The "Manitoba Mauler"
Accumulating snow showers may taper to flurries Saturday for a period but by then we will have our eyes on another potent disturbance. This is the Manitoba Mauler discussed in the previous post and it will dive south from its appropriately named source region late on Saturday. The east coast can be described as a "tinder box" as the storm reaches the Atlantic Coast since the amplified trough will by then be well established and will set the foreground for a rapidly intensifying noreaster on Sunday. The timing, strength, track and eventual impact are all a question mark; in fact, there is a good chance that the impact on central and northern Vermont is limited but its a storm worth watching and its potential will get lots of color from the news media since an impact on major metro's is a possibility. The timing on such an event is most likely to be Monday as of now but stay tuned. We can say for certain that it will be blustery and chilly along with those flurries on Saturday and the cold weather will persist through early next week before giving way to a few mild days in the middle to later part of the week.

Sunday, February 15, 2009

Track of late week storm continues to trend north

This trend has been a consistent one for a few days now and a storm that looked at one point to be taking aim at the Virginia Tidewater is now taking aim at MRG. The ideal winter storms do not track right at MRG as some of you know and we would prefer they track toward Boston leaving the spine of Green Mountains safely on the snowy flank. This storm still has a few days to make up its mind but a track toward MRG would limit the upside potential for powder and would mean a snowfall range of 12-18 as opposed to 18-36. If the storm tracks further south then our snowfall potential would again rise. Such a result may seem unlikely considering the trend but with a high latitude block fighting on our behalf we could certainly see expectations change in our favor at the last second.

Storm and all its details
In the meantime all will stay quiet. Flurries Monday will not amount to much and Tuesday should feature plenty of sunshine which will accompany this latest round of chilly temperatures. It will not be until Wednesday when clouds and eventually snowfall arrives from an already intense approaching storm system. If the storm tracks according to current expectations, it will deepen to 990 mb by the time it cruises through southern Michigan late Wednesday. It will continue to strengthen as it tracks toward Vermont and snow will overspread MRG late Wednesday. Snow will become very intense Wednesday night as the storm efficiently makes use of the available moisture from the warmer Atlantic Ocean waters. Because the low pressure center is tracking so close to the mountain, there are some inherent concerns. 1) Any storm passing this close is likely to bring a dry slot which will mean a period Thursday when no precipitation is falling or falling very lightly. 2) A storm passing this close can bring mid level warmth, that if strong enough, can cause a change to sleet or freezing rain. I am not overly concerned about the latter and the former isn't really that big of a deal. Snow will be heavy enough Wednesday night to accumulate 8-12 inches by first tracks time Thursday and a dry slot might at least make travel a bit safer and easier even if it does mean less powder. The pool of instability which will move over the mountain in the wake of the passage of this powerful system looks impressive. It will be enough, I think, to cause significant terrain induced snow beginning later Thursday and persisting into Friday. The three day snow total ending Friday may surpass 20 as a result but that should be a best case scenario only at this point.
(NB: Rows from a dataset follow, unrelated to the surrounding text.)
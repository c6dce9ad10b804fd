//! Control and status registers modelled by the simulator.

use crate::common::reg::Register;

/// `cycle` counter.
pub const CYCLE: u16 = 0xC00;
/// `time` counter.
pub const TIME: u16 = 0xC01;
/// `instret` counter.
pub const INSTRET: u16 = 0xC02;
/// Accrued floating-point exception flags.
pub const FFLAGS: u16 = 0x001;
/// Floating-point rounding mode.
pub const FRM: u16 = 0x002;
/// Combined floating-point control and status.
pub const FCSR: u16 = 0x003;

/// CSR addresses in system register bank order.
const MAPPED: [u16; 6] = [CYCLE, TIME, INSTRET, FFLAGS, FRM, FCSR];

/// Number of system registers.
pub const COUNT: u16 = MAPPED.len() as u16;

/// System register backing CSR `address`, if it is modelled.
pub fn register(address: u16) -> Option<Register> {
    MAPPED
        .iter()
        .position(|&csr| csr == address)
        .map(|tag| Register::system(tag as u16))
}

/// Returns `true` for the user-level counters, which cannot be written.
pub const fn is_read_only(address: u16) -> bool {
    matches!(address, CYCLE | TIME | INSTRET)
}
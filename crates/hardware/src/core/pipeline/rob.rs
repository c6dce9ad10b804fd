//! Reorder buffer.
//!
//! Holds every renamed micro-op in program order until it commits. A micro-op
//! written back waits for the rest of its macro-op; once every micro-op of the
//! macro-op (including the last) has written back, all of them become ready to
//! commit. Commit then retires ready micro-ops from the head:
//! 1. **Memory:** Stores reach memory and reservations change through the
//!    [`Lsu`]; the load/store queue releases the micro-op's entries.
//! 2. **Registers:** Each result is copied to the architectural register its
//!    physical register was renamed from, and the previous mapping is freed.
//! 3. **Loops:** A branch retired with the same prediction more than the
//!    detection threshold times in a row, with a body that fits the loop buffer,
//!    is reported as a loop boundary.
//!
//! A micro-op carrying an exception stops commit at the head and is handed to the
//! core. A flush removes micro-ops from the tail, rewinding their renames youngest
//! first.

use std::collections::VecDeque;

use tracing::{debug, trace};

use crate::common::reg::RegisterFileSet;
use crate::core::pipeline::lsq::LoadStoreQueue;
use crate::core::pipeline::rat::RegisterAliasTable;
use crate::core::units::bru::{BranchPrediction, BranchPredictor};
use crate::core::units::lsu::Lsu;
use crate::isa::instruction::Instruction;
use crate::memory::MemoryInterface;

/// Core state updated by commit.
#[derive(Debug)]
pub struct CommitContext<'a> {
    /// Register alias table.
    pub rat: &'a mut RegisterAliasTable,
    /// Architectural registers.
    pub registers: &'a mut RegisterFileSet,
    /// Store commit and reservations.
    pub lsu: &'a mut Lsu,
    /// Load/store queue entries to release.
    pub lsq: &'a mut LoadStoreQueue,
    /// Data memory interface.
    pub memory: &'a mut dyn MemoryInterface,
}

/// What one commit cycle produced.
#[derive(Debug, Default)]
pub struct CommitOutcome {
    /// Micro-ops committed.
    pub committed: usize,
    /// A copy of the excepting micro-op at the head; it stays in the buffer.
    pub exception: Option<Instruction>,
    /// Address of a newly detected loop-closing branch.
    pub loop_boundary: Option<u64>,
    /// Committed store-conditionals, whose results are only known now.
    pub conditional_stores: Vec<Instruction>,
}

#[derive(Clone, Copy, Debug, PartialEq, Eq)]
struct LoopCandidate {
    address: u64,
    prediction: BranchPrediction,
    retired_at: u64,
}

/// In-order retirement buffer.
#[derive(Clone, Debug)]
pub struct ReorderBuffer {
    entries: VecDeque<Instruction>,
    capacity: usize,

    loop_buffer_size: usize,
    loop_detection_threshold: u16,
    candidate: Option<LoopCandidate>,
    repeats: u16,
    loop_detected: bool,

    retired: u64,
    committed: u64,
    flushed: u64,
}

impl ReorderBuffer {
    /// Creates an empty buffer.
    ///
    /// # Arguments
    ///
    /// * `capacity` - Entries.
    /// * `loop_buffer_size` - Largest loop body (in instructions) worth reporting;
    ///   zero disables loop detection.
    /// * `loop_detection_threshold` - Repeats of a branch that identify a loop.
    pub fn new(capacity: usize, loop_buffer_size: usize, loop_detection_threshold: u16) -> Self {
        Self {
            entries: VecDeque::with_capacity(capacity),
            capacity,
            loop_buffer_size,
            loop_detection_threshold,
            candidate: None,
            repeats: 0,
            loop_detected: false,
            retired: 0,
            committed: 0,
            flushed: 0,
        }
    }

    /// Appends a renamed micro-op.
    pub fn reserve(&mut self, uop: Instruction) {
        debug_assert!(self.entries.len() < self.capacity, "reorder buffer overrun");
        self.entries.push_back(uop);
    }

    /// Replaces the entry of a written-back micro-op with its executed copy.
    ///
    /// # Returns
    ///
    /// `false` if the micro-op is not in the buffer (it was flushed).
    pub fn writeback(&mut self, uop: Instruction) -> bool {
        debug_assert!(
            uop.has_executed() || uop.exception_encountered(),
            "micro-op written back before executing"
        );
        let Ok(index) = self
            .entries
            .binary_search_by_key(&uop.sequence_id(), Instruction::sequence_id)
        else {
            return false;
        };
        let instruction_id = uop.instruction_id();
        let entry = &mut self.entries[index];
        *entry = uop;
        entry.set_waiting_commit();
        self.commit_micro_ops(instruction_id, index);
        true
    }

    /// Marks every micro-op of instruction `instruction_id` ready to commit once
    /// all of them, the last included, wait for commit.
    fn commit_micro_ops(&mut self, instruction_id: u64, hint: usize) {
        if !self.entries[hint].is_micro_op() {
            self.entries[hint].set_commit_ready();
            return;
        }
        let first = self
            .entries
            .iter()
            .position(|e| e.instruction_id() == instruction_id)
            .unwrap_or(hint);
        let siblings = self
            .entries
            .iter()
            .skip(first)
            .take_while(|e| e.instruction_id() == instruction_id);
        let mut complete = false;
        for uop in siblings {
            if !uop.is_waiting_commit() {
                return;
            }
            complete |= uop.is_last_micro_op();
        }
        if !complete {
            return;
        }
        for uop in self
            .entries
            .iter_mut()
            .skip(first)
            .take_while(|e| e.instruction_id() == instruction_id)
        {
            uop.set_commit_ready();
        }
    }

    /// Commits up to `max` ready micro-ops from the head.
    pub fn commit(&mut self, max: usize, ctx: &mut CommitContext<'_>) -> CommitOutcome {
        let mut outcome = CommitOutcome::default();
        while outcome.committed < max {
            let Some(head) = self.entries.front() else {
                break;
            };
            if head.exception_encountered() {
                outcome.exception = Some(head.clone());
                break;
            }
            if !head.can_commit() {
                break;
            }
            let Some(mut uop) = self.entries.pop_front() else {
                break;
            };

            ctx.lsu.commit(&mut uop, ctx.memory);
            for (&physical, &value) in uop.destination_registers().iter().zip(uop.results()) {
                ctx.registers.set(ctx.rat.architectural(physical), value);
                ctx.rat.commit(physical);
            }
            if uop.is_load() {
                ctx.lsq.commit_load(&uop);
            }
            if uop.is_store_address() {
                ctx.lsq.commit_store(&uop);
            }
            if uop.is_last_micro_op() {
                self.retired += 1;
            }
            if uop.is_branch() {
                if let Some(boundary) = self.detect_loop(&uop) {
                    outcome.loop_boundary = Some(boundary);
                }
            }
            trace!(
                target: "commit",
                address = format_args!("{:#x}", uop.instruction_address()),
                op = uop.opcode().mnemonic(),
                micro_op = uop.micro_op_index(),
                "retired"
            );

            self.committed += 1;
            outcome.committed += 1;
            if uop.is_store_conditional() {
                outcome.conditional_stores.push(uop);
            }
        }
        outcome
    }

    /// Tracks consecutive retirements of the same branch with the same prediction.
    fn detect_loop(&mut self, uop: &Instruction) -> Option<u64> {
        if self.loop_detected || self.loop_buffer_size == 0 {
            return None;
        }
        let address = uop.instruction_address();
        let prediction = uop.branch_prediction();
        let repeat = self.candidate.is_some_and(|c| {
            c.address == address
                && c.prediction == prediction
                && self.retired - c.retired_at <= self.loop_buffer_size as u64
        });
        if !repeat {
            self.candidate = Some(LoopCandidate {
                address,
                prediction,
                retired_at: self.retired,
            });
            self.repeats = 0;
            return None;
        }

        if let Some(candidate) = &mut self.candidate {
            candidate.retired_at = self.retired;
        }
        self.repeats += 1;
        if self.repeats <= self.loop_detection_threshold {
            return None;
        }
        self.loop_detected = true;
        debug!(
            boundary = format_args!("{address:#x}"),
            repeats = self.repeats,
            "loop detected"
        );
        Some(address)
    }

    fn reset_loop_detection(&mut self) {
        self.candidate = None;
        self.repeats = 0;
        self.loop_detected = false;
    }

    /// Removes micro-ops younger than instruction `after`, youngest first,
    /// rewinding their renames and flushing their branches from the predictor.
    pub fn flush(
        &mut self,
        after: u64,
        rat: &mut RegisterAliasTable,
        predictor: &mut impl BranchPredictor,
    ) {
        while self
            .entries
            .back()
            .is_some_and(|uop| uop.instruction_id() > after)
        {
            if let Some(uop) = self.entries.pop_back() {
                Self::discard(&uop, rat, predictor);
                self.flushed += 1;
            }
        }
        self.reset_loop_detection();
    }

    /// Removes every micro-op after an exception.
    pub fn flush_all(&mut self, rat: &mut RegisterAliasTable, predictor: &mut impl BranchPredictor) {
        while let Some(uop) = self.entries.pop_back() {
            Self::discard(&uop, rat, predictor);
            self.flushed += 1;
        }
        self.reset_loop_detection();
    }

    fn discard(uop: &Instruction, rat: &mut RegisterAliasTable, predictor: &mut impl BranchPredictor) {
        for &physical in uop.destination_registers().iter().rev() {
            rat.rewind(physical);
        }
        if uop.is_branch() {
            predictor.flush(uop.instruction_address());
        }
    }

    /// Oldest micro-op.
    pub fn head(&self) -> Option<&Instruction> {
        self.entries.front()
    }

    /// Sequence id of the oldest micro-op.
    pub fn head_sequence_id(&self) -> Option<u64> {
        self.head().map(Instruction::sequence_id)
    }

    /// Free entries.
    pub fn free_space(&self) -> usize {
        self.capacity.saturating_sub(self.entries.len())
    }

    /// Micro-ops held.
    pub fn len(&self) -> usize {
        self.entries.len()
    }

    /// Returns `true` if nothing is held.
    pub fn is_empty(&self) -> bool {
        self.entries.is_empty()
    }

    /// Counts an instruction retired by an exception handler.
    pub fn count_retired(&mut self) {
        self.retired += 1;
    }

    /// Instructions retired.
    pub const fn retired(&self) -> u64 {
        self.retired
    }

    /// Micro-ops committed.
    pub const fn committed(&self) -> u64 {
        self.committed
    }

    /// Micro-ops removed by flushes.
    pub const fn flushed(&self) -> u64 {
        self.flushed
    }
}
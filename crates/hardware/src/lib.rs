//! Pipelined processor simulator library.
//!
//! This crate implements a cycle-approximate simulator for RISC-V (RV64IMAC) and an
//! integer subset of AArch64 with the following:
//! 1. **Core:** Fetch unit with a block cache, decode unit with early misprediction
//!    detection, an in-order execute/writeback pipeline and an emulation reference core.
//! 2. **Branch prediction:** Static and gshare predictors with a return-address stack.
//! 3. **ISA:** Predecode, micro-op representation, group classification and
//!    execution-info lookup for both architectures.
//! 4. **Memory:** Flat and fixed-latency memory interfaces over a simple byte store.
//! 5. **OS:** Process layout and a small Linux syscall layer driven by exception handlers.
//! 6. **Simulation:** Loader, configuration, driver loop and statistics reporting.

/// Common types (registers, register values, errors).
pub mod common;
/// Simulator configuration (defaults, enums, hierarchical config structures).
pub mod config;
/// Cores, pipeline stages and functional units.
pub mod core;
/// Instruction sets (architecture trait, micro-ops, RISC-V, AArch64).
pub mod isa;
/// Memory store and memory interfaces.
pub mod memory;
/// Process layout and syscall emulation.
pub mod os;
/// Program loader and simulation driver.
pub mod sim;
/// Simulation statistics collection and reporting.
pub mod stats;

/// Root configuration type; use `Config::default()` or deserialize from JSON.
pub use crate::config::Config;
/// Core abstraction shared by the emulation and in-order models.
pub use crate::core::Core;
/// Simulation driver; construct with `Simulator::new`.
pub use crate::sim::Simulator;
Yes there is still another system to watch
There is then the question of the next system which will impact portions of the east coast between Sunday the 22nd and Tuesday the 24th. This is a system that will be spawned by a vigorous piece of jet energy diving southeast out of Canada. This is the "Manitoba Mauler" and may prove to be a memorable one for some location along the east coast but the question is where. The storm will ensure that the upper trough along the east coast is reinforced and it is possible that the system and its energy will be too far south to mean additional snows at MRG or we could again see a northward trend, another sequel to a movie that has repeated itself more than a few times this winter.

Milder weather very late in the month
The last item of note relates to the long range. After the round of chilly weather beginning on the 21st and ending around the 25th there are new signs of a stretch of milder temperatures. A few days ago it looked as though the negative NAO would hold through the balance of the month and would ultimately cause a big stretch of cold and sometimes powdery weather for us on the mountain. It now looks like the blocking negative NAO will break down somewhat and be replaced by a trough west/ridge east scenario that could then lead to an late February thaw. It would be very late in February though with no threat of extreme warmth or any rain until the 25th of the month at least.

Thursday, February 12, 2009

February 19th has everyone's attention

And it seems like even the most casual followers of the blog have been sending me a few cents about next week and what could be. Thanks to Art Hendrix who was nice enough to comment about the present and a few inches of snow which has fallen at MRG on the backside of what turned into a mostly rain event. These few inches will help as will some colder weather. Storm #1 however will not provide any assistance. This is a system that will be a victim of this monstrocity of a blocking pattern and as it spreads precipitation across the midwest and takes aim at the northeast, it will get forced southward taking much of its energy and moisture with it. A negative NAO such as this with blocking such as this can have some very positive uses as well and as predicted we will earn our dividends with a little patience.

Our Feb 19th "hypothetical storm" will have some tranquility in the foreground. Flurries and snow showers on Friday and Saturday will amount to a light and very fluffy accumulation but I think the depth of instability is not deep enough for a big terrain induced accumulation. These flurries may continue off and on with some intermittent sunshine both on Sunday and Monday. We will also see a brisk wind with temperatures in the 20's during the days and 5-10 at night. Tuesday may be a bit colder but with less wind.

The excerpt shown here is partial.